Wednesday, January 26, 2011

Ousted Tunisian Government Used Rogue Software To Hijack Protestors' Online Accounts

Malicious code inserted into Tunisian versions of Facebook, Gmail, and Yahoo! stole login credentials of users critical of the North African nation's authoritarian government, according to security experts and news reports.

The rogue JavaScript, which was individually customized to steal passwords for each site, worked when users tried to login without using secure sockets layer protection designed to prevent such "man-in-the-middle" attacks. It was found injected into Tunisian versions of Facebook, Gmail, and Yahoo! in late December-- around the same time that protestors began demanding the ouster of Zine el-Abidine Ben Ali, the president who ruled the country from 1987 until his ouster in mid-January.

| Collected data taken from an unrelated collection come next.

//! Metric helpers for `reframe`.
//!
//! This module defines metric names and helper functions wrapping the
//! [`metrics`](https://docs.rs/metrics) crate. With the `metrics` feature
//! disabled the helpers compile to no-ops.

#[cfg(feature = "metrics")]
use metrics::counter;

/// Name of the counter tracking emitted frames.
pub const FRAMES_EMITTED: &str = "reframe_frames_emitted_total";
/// Name of the counter tracking bytes discarded while resynchronising.
pub const RESYNC_BYTES: &str = "reframe_resync_bytes_total";
/// Name of the counter tracking failed or panicking sinks.
pub const CALLBACK_FAILURES: &str = "reframe_callback_failures_total";
/// Name of the counter tracking pending buffer overflows.
pub const BUFFER_OVERFLOWS: &str = "reframe_buffer_overflows_total";

/// Which sink a delivery failure came from.
#[derive(Clone, Copy, Debug, PartialEq, Eq)]
pub enum Sink {
    /// Callback run inline on the producer.
    Immediate,
    /// Callback run later on the consumer context.
    Deferred,
}

impl Sink {
    /// Label value used for this sink.
    #[must_use]
    pub const fn as_str(self) -> &'static str {
        match self {
            Sink::Immediate => "immediate",
            Sink::Deferred => "deferred",
        }
    }
}

/// Record an emitted frame for the given strategy.
#[cfg(feature = "metrics")]
pub fn inc_frames(strategy: &'static str) {
    counter!(FRAMES_EMITTED, "strategy" => strategy).increment(1);
}

/// Record bytes dropped while searching for a frame header.
#[cfg(feature = "metrics")]
pub fn add_resync_bytes(count: u64) { counter!(RESYNC_BYTES).increment(count); }

/// Record a sink failure.
#[cfg(feature = "metrics")]
pub fn inc_callback_failures(sink: Sink) {
    counter!(CALLBACK_FAILURES, "sink" => sink.as_str()).increment(1);
}

/// Record a pending buffer overflow.
#[cfg(feature = "metrics")]
pub fn inc_buffer_overflows() { counter!(BUFFER_OVERFLOWS).increment(1); }

#[cfg(not(feature = "metrics"))]
pub fn inc_frames(_strategy: &'static str) {}

#[cfg(not(feature = "metrics"))]
pub fn add_resync_bytes(_count: u64) {}

#[cfg(not(feature = "metrics"))]
pub fn inc_callback_failures(_sink: Sink) {}

#[cfg(not(feature = "metrics"))]
pub fn inc_buffer_overflows() {}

According to Danny O'Brien, internet advocacy coordinator for the Committee to Protect Journalists, the script was most likely planted using an internet censorship system that's long been in place to control which internet pages Tunisian citizens can view. Under this theory, people inside Tunisian borders were directed to phony pages that were perfect facsimiles of the targeted sites except that they included the extra forty extra lines of code that stole users' login credentials.

He said similar phishing attempts targeting Tunisian protestors date back to June, and possibly much earlier.